Yarın Hrant Dink öldü.



Bu başlık kadar yanlış bir sebep yüzünden.
Her gün geçtiğim yolda kanı yok artık. Sigara külleri oluyor arada, onları da Şişli belediyesi temizliyor sağolsun. Cadde göze hitap ediyor, herkes mutlu mesud. İyi denebilecek gibi durumu yani. İnsanlar hızla o kaldırımdan geçip gidiyor iş yerlerine. Ama onların görmediği, zamanın ve belediyenin süpüremediği bir şey var kaldırımın her yerinde; konuşma baloncukları.
Evet, ciddiyim.
"operasyon" gibi, "polis biliyordu" gibi, "katille fotoğraf çektiren polis metin balta beraat etti" gibi, "ogün samast samsunda kahraman gibi karşılandı" gibi, "esas katiller hala bulunamadı" gibi... Onlar görmüyor, ama ben görüyorum. Yarın bu caddede yürüyecek yüzlerce insan görüyor, Dink ailesi görüyor, tabi devlet de görüyor. Bir dramın senaryosu olan bu baloncuklar, kimilerine tatlı bir masal gibi geliyor. Bakıyorlar, ruhlarını okşayan bir son gibi, hafifte bıyık altından gülüyorlar. Çaktırmak yok, şimdilik.
Bu baloncuklar yarın da o caddede olacak, bu sefer yüzlercesinin elinde, binlercesinin dilinde. Her sene olduğu gibi, bu sene de bir günlüğüne kendini diğerlerine görünür kılacak. İşte o sırada o caddede yürüyen, tüm sene bunları görmeyen, 3 maymun neslinden gelen o pasif kalabalık ne yapacak?
Bence yine ona dokunmayan yılanın ömrüne dualarıyla ömür katacak.
Böylece bir masalın daha sonunda herkes ülkesinde sonsuza kadar mutlu mesud yaşayacak.

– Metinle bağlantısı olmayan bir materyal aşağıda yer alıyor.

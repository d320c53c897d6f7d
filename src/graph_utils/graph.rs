use std::collections::{BTreeMap, HashMap};
use std::fmt;
use serde::{Serialize, Deserialize};

// Basic type aliases for clarity
pub type NodeId = i64;
type Key = String;

/// A single property value as the graph backend reports it.
#[derive(Clone, Debug, PartialEq, Serialize, Deserialize)]
#[serde(untagged)]
pub enum Scalar {
    Null,
    Bool(bool),
    Int(i64),
    Float(f64),
    Text(String),
}

impl fmt::Display for Scalar {
    fn fmt(&self, f: &mut fmt::Formatter<'_>) -> fmt::Result {
        match self {
            Scalar::Null => write!(f, "null"),
            Scalar::Bool(b) => write!(f, "{}", b),
            Scalar::Int(i) => write!(f, "{}", i),
            Scalar::Float(x) => write!(f, "{}", x),
            Scalar::Text(s) => write!(f, "{}", s),
        }
    }
}

impl From<&str> for Scalar {
    fn from(s: &str) -> Self { Scalar::Text(s.to_string()) }
}

impl From<String> for Scalar {
    fn from(s: String) -> Self { Scalar::Text(s) }
}

impl From<i64> for Scalar {
    fn from(i: i64) -> Self { Scalar::Int(i) }
}

impl From<bool> for Scalar {
    fn from(b: bool) -> Self { Scalar::Bool(b) }
}

#[derive(Clone, Debug, PartialEq, Serialize, Deserialize)]
pub struct Node {
    pub id: NodeId,
    pub label: String,
    #[serde(default)]
    pub properties: HashMap<Key, Scalar>,
}

impl Node {
    pub fn new(id: NodeId, label: impl Into<String>) -> Self {
        Node { id, label: label.into(), properties: HashMap::new() }
    }

    pub fn with_property(mut self, key: impl Into<String>, value: impl Into<Scalar>) -> Self {
        self.properties.insert(key.into(), value.into());
        self
    }
}

/// Identity of a relationship inside a selection.
///
/// Two relationships of the same type between the same ordered pair of
/// nodes share a key and collapse to one.
#[derive(Clone, Debug, PartialEq, Eq, Hash, PartialOrd, Ord)]
pub struct RelationshipKey {
    pub start_node: NodeId,
    pub end_node: NodeId,
    pub rel_type: String,
}

#[derive(Clone, Debug, PartialEq, Serialize, Deserialize)]
pub struct Relationship {
    pub start_node: NodeId,
    pub end_node: NodeId,
    #[serde(rename = "type")]
    pub rel_type: String,
    #[serde(default)]
    pub properties: HashMap<Key, Scalar>,
}

impl Relationship {
    pub fn new(start_node: NodeId, end_node: NodeId, rel_type: impl Into<String>) -> Self {
        Relationship { start_node, end_node, rel_type: rel_type.into(), properties: HashMap::new() }
    }

    pub fn with_property(mut self, key: impl Into<String>, value: impl Into<Scalar>) -> Self {
        self.properties.insert(key.into(), value.into());
        self
    }

    pub fn key(&self) -> RelationshipKey {
        RelationshipKey {
            start_node: self.start_node,
            end_node: self.end_node,
            rel_type: self.rel_type.clone(),
        }
    }
}

/// The nodes and relationships a session has pulled onto its canvas, plus
/// the staging buffers the filtering panel fills before committing.
#[derive(Clone, Debug, Default, PartialEq, Serialize, Deserialize)]
pub struct GraphSelection {
    #[serde(default)]
    pub nodes: Vec<Node>,
    #[serde(default)]
    pub relationships: Vec<Relationship>,
    #[serde(default)]
    pub node_buffer: Vec<Node>,
    #[serde(default)]
    pub relationship_buffer: Vec<Relationship>,
}

/// Counts for the "graph info" display.
#[derive(Clone, Debug, Default, PartialEq, Eq)]
pub struct GraphSummary {
    pub node_count: usize,
    pub relationship_count: usize,
    pub nodes_by_label: BTreeMap<String, usize>,
    pub relationships_by_type: BTreeMap<String, usize>,
}

impl GraphSelection {
    // Instantiate a new, empty selection
    pub fn new() -> Self {
        Self::default()
    }

    pub fn is_empty(&self) -> bool {
        self.nodes.is_empty()
            && self.relationships.is_empty()
            && self.node_buffer.is_empty()
            && self.relationship_buffer.is_empty()
    }

    pub fn node_count(&self) -> usize { self.nodes.len() }
    pub fn relationship_count(&self) -> usize { self.relationships.len() }

    pub fn get_node(&self, id: NodeId) -> Option<&Node> {
        self.nodes.iter().find(|n| n.id == id)
    }

    pub fn get_relationship(&self, key: &RelationshipKey) -> Option<&Relationship> {
        self.relationships
            .iter()
            .find(|r| r.start_node == key.start_node && r.end_node == key.end_node && r.rel_type == key.rel_type)
    }

    // Fetch helpers:
    // Nodes
    pub fn find_node_ids_by_label(&self, label: &str) -> Vec<NodeId> {
        self
            .nodes
            .iter()
            .filter_map(|node| if node.label == label { Some(node.id) } else { None })
            .collect()
    }

    // Relationships touching a node, either direction
    pub fn relationships_of(&self, id: NodeId) -> Vec<&Relationship> {
        self
            .relationships
            .iter()
            .filter(|rel| rel.start_node == id || rel.end_node == id)
            .collect()
    }

    // Move buffered entities into the selection; duplicates are left for reconciliation
    pub fn commit_buffers(&mut self) -> bool {
        if self.node_buffer.is_empty() && self.relationship_buffer.is_empty() {
            return false;
        }
        self.nodes.append(&mut self.node_buffer);
        self.relationships.append(&mut self.relationship_buffer);
        true
    }

    pub fn summary(&self) -> GraphSummary {
        let mut nodes_by_label = BTreeMap::new();
        for n in &self.nodes {
            *nodes_by_label.entry(n.label.clone()).or_insert(0) += 1;
        }
        let mut relationships_by_type = BTreeMap::new();
        for r in &self.relationships {
            *relationships_by_type.entry(r.rel_type.clone()).or_insert(0) += 1;
        }
        GraphSummary {
            node_count: self.nodes.len(),
            relationship_count: self.relationships.len(),
            nodes_by_label,
            relationships_by_type,
        }
    }
}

Kitabın kapağı kapanırken, yavaş yavaş kararan sayfalarda haksızlığın ve umarsızlığın cinlerinin parlayan gözleri sana bakacak.

Bir gün sen de onun kurbanı olacaksın 3 maymun neslinden gelen kalabalık, bakalım o zaman kayıtsız kalan kalabalıklarda çığlığın nasıl kaybolacak?